The crimson river flows
and the pain recedes.
Circles, lines and bows
The sweetness of the bleed.
~ Anne



This is a poem written by a teenage girl with whom I have been working. She chose to use the name Anne, after her favorite poet, Anne Sexton. Now, some of you may know that Anne Sexton killed herself, and that my patient’s choice to use her name is somewhat suspect. But this Anne, a sixteen year old girl, has no intention of hurting herself. She is like most people who cut. She is trying to soothe herself, not kill herself.


What is Cutting?

Cutting falls under the umbrella of Self-Injurious Behaviors (SIB). Other forms of SIB include burning, skin-picking, wound-picking, skin puncturing and flaying. This paper, however, will focus specifically on cutting behaviors in individuals who are not psychotic or brain damaged.

Cutting can range from severe tissue damage to minor skin scratches. Cuts can take form in delicate lines, swirls, patterns and initials. “Like a tattoo,” one patient revealed. Cutting can be smooth from beginning to end, suggesting a slow, steadied hand doing the deed. Cuts can occur in haphazard slashes, revealing a fury in the strokes. Cutting wounds can present in a rippled manner, where blood spills intermittently through the skin, giving the lesion a bumpy, prickly look. Redness can accompany cuts, as can bruising. Cuts can be thick, deep and long, and as one patient discovered, can get infected and require hospital attention. Cutting is usually assigned to hidden places, not readily visible to the casual observer. With regard to moderate and mild cutting, clothing conceals them, bracelets hide them, band-aids cover them. More severe cutting may be noticeable in the way a person carries his/her posture (limping, hobbling or recoiling).
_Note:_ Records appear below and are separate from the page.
// Configuration loading: optional TOML file plus environment

use std::path::{Path, PathBuf};
use std::time::Duration;

use serde::Deserialize;

use crate::error::NlshError;

const DEFAULT_API_BASE: &str = "https://api.openai.com/v1/chat/completions";
const DEFAULT_MODEL: &str = "gpt-4o-mini";

/// Resolved configuration, constructed once in `main` and passed by
/// reference to the completion client and executor. There is no global
/// client state.
#[derive(Debug, Clone)]
pub struct Config {
    pub api_key: String,
    pub model: String,
    pub api_base: String,
    pub temperature: f32,
    pub max_tokens: u32,
    pub request_timeout_secs: u64,
    pub connect_timeout_secs: u64,
    pub exec_timeout_secs: u64,
}

/// On-disk shape: everything optional, the resolved `Config` fills in
/// defaults.
#[derive(Debug, Default, Deserialize)]
struct FileConfig {
    api_key: Option<String>,
    model: Option<String>,
    api_base: Option<String>,
    temperature: Option<f32>,
    max_tokens: Option<u32>,
    request_timeout_secs: Option<u64>,
    connect_timeout_secs: Option<u64>,
    exec_timeout_secs: Option<u64>,
}

impl Config {
    /// Load from `path` if given, otherwise `~/.nlsh/config.toml` when it
    /// exists. `OPENAI_API_KEY` overrides any file value; a missing key
    /// is a configuration error with a corrective hint, not a panic.
    pub fn load(path: Option<&Path>) -> Result<Self, NlshError> {
        let file = match path {
            Some(p) => Self::read_file(p)?,
            None => match Self::default_path() {
                Some(p) if p.exists() => Self::read_file(&p)?,
                _ => FileConfig::default(),
            },
        };

        let api_key = std::env::var("OPENAI_API_KEY")
            .ok()
            .filter(|k| !k.trim().is_empty())
            .or(file.api_key)
            .ok_or_else(|| {
                NlshError::Configuration(
                    "no API key found. Set OPENAI_API_KEY (a .env file works) \
                     or add api_key to ~/.nlsh/config.toml"
                        .to_string(),
                )
            })?;

        Ok(Self {
            api_key,
            model: file.model.unwrap_or_else(|| DEFAULT_MODEL.to_string()),
            api_base: file.api_base.unwrap_or_else(|| DEFAULT_API_BASE.to_string()),
            temperature: file.temperature.unwrap_or(0.2),
            max_tokens: file.max_tokens.unwrap_or(500),
            request_timeout_secs: file.request_timeout_secs.unwrap_or(120),
            connect_timeout_secs: file.connect_timeout_secs.unwrap_or(10),
            exec_timeout_secs: file.exec_timeout_secs.unwrap_or(300),
        })
    }

    pub fn exec_timeout(&self) -> Duration {
        Duration::from_secs(self.exec_timeout_secs)
    }

    fn read_file(path: &Path) -> Result<FileConfig, NlshError> {
        let content = std::fs::read_to_string(path).map_err(|e| {
            NlshError::Configuration(format!(
                "failed to read config file {}: {}",
                path.display(),
                e
            ))
        })?;

        toml::from_str(&content).map_err(|e| {
            NlshError::Configuration(format!(
                "failed to parse config file {}: {}",
                path.display(),
                e
            ))
        })
    }

    fn default_path() -> Option<PathBuf> {
        dirs::home_dir().map(|home| home.join(".nlsh").join("config.toml"))
    }
}

#[cfg(test)]
mod tests {
    use super::*;
    use std::io::Write;
    use tempfile::TempDir;

    fn write_config(dir: &TempDir, content: &str) -> PathBuf {
        let path = dir.path().join("config.toml");
        let mut file = std::fs::File::create(&path).unwrap();
        file.write_all(content.as_bytes()).unwrap();
        path
    }

    #[test]
    fn test_file_values_and_defaults() {
        let dir = TempDir::new().unwrap();
        let path = write_config(
            &dir,
            r#"
api_key = "sk-test"
model = "gpt-4"
exec_timeout_secs = 60
"#,
        );

        let config = Config::load(Some(&path)).unwrap();
        assert_eq!(config.model, "gpt-4");
        assert_eq!(config.exec_timeout(), Duration::from_secs(60));
        // Untouched fields fall back to defaults.
        assert_eq!(config.api_base, DEFAULT_API_BASE);
        assert_eq!(config.max_tokens, 500);
    }

    #[test]
    fn test_missing_key_is_a_configuration_error() {
        let dir = TempDir::new().unwrap();
        let path = write_config(&dir, "model = \"gpt-4\"\n");

        // Only meaningful when the environment doesn't provide a key.
        if std::env::var("OPENAI_API_KEY").is_err() {
            let err = Config::load(Some(&path)).unwrap_err();
            assert_eq!(err.exit_code(), 2);
            assert!(err.to_string().contains("OPENAI_API_KEY"));
        }
    }

    #[test]
    fn test_malformed_file_is_a_configuration_error() {
        let dir = TempDir::new().unwrap();
        let path = write_config(&dir, "api_key = [not toml");

        let err = Config::load(Some(&path)).unwrap_err();
        assert!(matches!(err, NlshError::Configuration(_)));
    }
}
The style of cutting will be as individual as the person. So, too, will be the instrument chosen for accomplishing the act. Tools for cutting can be items specifically designed to cut: scissors, knives, razors. Ordinary items can be employed: pins, paper clips, needles, pen caps, forks, broken glass…anything that can break the skin.
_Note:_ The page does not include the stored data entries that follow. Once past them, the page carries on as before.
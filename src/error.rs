use thiserror::Error;

use crate::parser::ParseError;

/// Top-level error taxonomy. Each variant maps to a distinct exit code so
/// callers and scripts can tell a bad key from a bad model response.
#[derive(Debug, Error)]
pub enum NlshError {
    #[error("configuration error: {0}")]
    Configuration(String),

    #[error("completion provider error: {0}")]
    Provider(String),

    #[error(transparent)]
    Parse(#[from] ParseError),

    #[error("execution error: {0}")]
    Execution(String),
}

impl NlshError {
    pub fn exit_code(&self) -> i32 {
        match self {
            NlshError::Configuration(_) => 2,
            NlshError::Parse(_) => 3,
            NlshError::Provider(_) => 4,
            NlshError::Execution(_) => 1,
        }
    }
}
Translating Cutting in Psychological Terms


The cutting, carving and scratching of skin in is an attempt to control overwhelming emotions, feelings of helplessness, and for some is a way to manage anger or shame. Cutting is a way to manage self-punishment, self-hate or self-nurturance. In its simplest form, cutting is a physical solution to a psychic wound. It is a deliberate, private act that can be habitual or isolated in occurrence. It is not attention seeking behavior, not meant to be manipulative, nor is it a conscious attempt to end one’s life. (Azar, 1995; Carll, 2003; Froeschle & Moyer, 2004; Kress White, 2003; Levenkron, 1999; Strong 1999).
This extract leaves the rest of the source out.